Pundits like to talk about politics as if it is done from the top down. Sneaky politicians put up a front in order to dupe “the masses” into doing what they want. But affect theorists see power as a performance, a dynamic between actor and audience. Politicians may “use” voters to get things done, but voters also “use” politicians to provide a particular experience—an evening at the theater. (And politicians undoubtedly “use” voters in the same way.) Whereas rhetorical analysis asks how affects are raised to achieve political objectives, affect theorists argue that politics is being done in order to amplify affects.

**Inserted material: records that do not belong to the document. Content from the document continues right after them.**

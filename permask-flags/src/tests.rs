use super::*;

flag_table! {
    TEST_TABLE . "test" {
        ALPHA . "alpha" = 0,
        BETA . "beta" = 3,
        GAMMA . "gamma" = 31
    }
}

#[test]
fn grant_then_has() {
    test_logger();

    for bits in [0, 1, 0b0110, u32::MAX] {
        let word = FlagSet::new(bits);
        for flag in [ALPHA.mask(), BETA.mask(), GAMMA.mask()] {
            assert!(word.grant(flag).has(flag));
        }
    }
}

#[test]
fn revoke_then_not_has() {
    for bits in [0, 1, 0b0110, u32::MAX] {
        let word = FlagSet::new(bits);
        for flag in [ALPHA.mask(), BETA.mask(), GAMMA.mask()] {
            assert!(!word.revoke(flag).has(flag));
        }
    }
}

#[test]
fn grant_and_revoke_are_idempotent() {
    let word = FlagSet::new(0b1010);
    let flag = BETA.mask();

    assert_eq!(word.grant(flag).grant(flag), word.grant(flag));
    assert_eq!(word.revoke(flag).revoke(flag), word.revoke(flag));
}

#[test]
fn empty_mask_is_never_held() {
    assert!(!FlagSet::new(u32::MAX).has(FlagSet::EMPTY));
    assert!(!FlagSet::EMPTY.has(FlagSet::EMPTY));
}

#[test]
fn multi_bit_masks_edit_all_their_bits() {
    let both = ALPHA.mask().grant(BETA.mask());

    let held = FlagSet::EMPTY.grant(both);
    assert_eq!(held.bits, 0b1001);
    assert!(held.has(ALPHA.mask()) && held.has(BETA.mask()));

    let stripped = FlagSet::new(u32::MAX).revoke(both);
    assert!(!stripped.has(ALPHA.mask()) && !stripped.has(BETA.mask()));
    assert_eq!(stripped.bits, u32::MAX & !0b1001);
}

#[test]
fn double_toggle_is_identity() {
    let word = FlagSet::new(0b0110_1001);

    for position in [0, 1, 7, 31] {
        let flipped = word.toggle(position).unwrap();
        assert_ne!(flipped, word);
        assert_eq!(flipped.toggle(position).unwrap(), word);
    }
}

#[test]
fn toggle_preserves_every_other_bit() {
    let word = FlagSet::new(0b0110_1001);
    let flipped = word.toggle(3).unwrap();

    for q in 0..WIDTH {
        let probe = FlagSet::new(1 << q);
        if q == 3 {
            assert_ne!(flipped.has(probe), word.has(probe));
        } else {
            assert_eq!(flipped.has(probe), word.has(probe));
        }
    }
}

#[test]
fn toggle_rejects_out_of_range_positions() {
    let word = FlagSet::new(0b0110);

    assert_eq!(word.toggle(-1), Err(FlagError::OutOfRange { position: -1 }));
    assert_eq!(word.toggle(32), Err(FlagError::OutOfRange { position: 32 }));
    assert!(word.toggle(0).is_ok());
    assert!(word.toggle(31).is_ok());
}

#[test]
fn power_of_two() {
    for n in [1, 2, 4, 8, 16] {
        assert!(is_power_of_two(n), "{n} is a power of two");
    }
    for n in [0, -4, 3, 6, 10] {
        assert!(!is_power_of_two(n), "{n} is not a power of two");
    }
}

#[test]
fn permission_scenario() {
    let mut bits = FlagSet::EMPTY;

    bits = bits.grant(READ.mask());
    assert_eq!(bits.bits, 1);

    bits = bits.grant(EXECUTE.mask());
    assert_eq!(bits.bits, 5);
    assert!(!bits.has(WRITE.mask()));

    bits = bits.grant(WRITE.mask());
    assert_eq!(bits.bits, 7);

    bits = bits.revoke(EXECUTE.mask());
    assert_eq!(bits.bits, 3);
    assert_eq!(&PERMISSIONS.names(bits)[..], ["read", "write"]);
}

#[test]
fn camera_scenario() {
    let settings = FlagSet::new(0b0110);

    let settings = settings.toggle(HDR.position as i32).unwrap();
    assert_eq!(settings.bits, 0b0100);
    assert!(settings.has(TIMER.mask()));
    assert!(!settings.has(FLASH.mask()));
}

#[test]
fn macro_masks_match_their_positions() {
    assert_eq!(ALPHA.mask().bits, 1 << 0);
    assert_eq!(BETA.mask().bits, 1 << 3);
    assert_eq!(GAMMA.mask().bits, 1 << 31);
    assert_eq!(DELETE.mask().bits, 1 << 3);
}

#[test]
fn lookup_ignores_ascii_case() {
    assert_eq!(PERMISSIONS.get("Read"), Some(READ));
    assert_eq!(PERMISSIONS.get("EXECUTE"), Some(EXECUTE));
    assert_eq!(PERMISSIONS.get("owner"), None);
    assert_eq!(CAMERA.get("hdr"), Some(HDR));
}

#[test]
fn names_enumerate_in_table_order() {
    let word = FlagSet::new(0b1101);
    assert_eq!(&PERMISSIONS.names(word)[..], ["read", "execute", "delete"]);

    assert!(PERMISSIONS.names(FlagSet::EMPTY).is_empty());
}

#[test]
fn table_display() {
    assert_eq!(
        TEST_TABLE.to_string(),
        "test: alpha=0, beta=3, gamma=31"
    );
    assert_eq!(FlagSet::new(5).to_string(), "0b101");
}

#[test]
fn error_display_names_the_valid_range() {
    let err = FlagSet::EMPTY.toggle(40).unwrap_err();
    assert_eq!(
        err.to_string(),
        "bit position 40 is out of range (valid positions are 0..32)"
    );
}

#[test]
#[should_panic(expected = "pairwise distinct")]
fn duplicate_positions_fail_validation() {
    let flags = &[
        Flag { name: "a", position: 2 },
        Flag { name: "b", position: 2 },
    ];
    FlagTable::new("broken", flags);
}

#[test]
#[should_panic(expected = "outside the word")]
fn out_of_width_positions_fail_validation() {
    let flags = &[Flag { name: "a", position: 32 }];
    FlagTable::new("broken", flags);
}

This doesn’t mean that the consequences of politics are in any way trivial—that they don’t deal deprivation, pain, and death, or flourishing, peace, and happiness unevenly across societies. Politics is no less urgent for being structured by affects. If anything, affect theory shows that even a high-minded avoidance of politics or a studied indifference is an affective construct—and therefore a political procedure. What affect theory shows is that a political formation is best understood not as a package of more-or-less coherent ideas but as a swirling vortex of emotions. This goes just as much for the incoherent rage-fests of a Trump rally (the lust for hatred, the desire for strength, the refusal of shame) as it does for the soaring optimism and calls for a more just society of a Sanders speech: both are avenues for the production of affects.
The political is not just occasionally interrupted by affect. It is affect. The currency that connects our bodies and fuses us into communities is not a rationally elected choice, but a felt compulsion. This is the insight of affect theory: sovereign consciousness—including reason—is an effect of a matrix of moving lines of force, travelling through us and leaving power in their wake.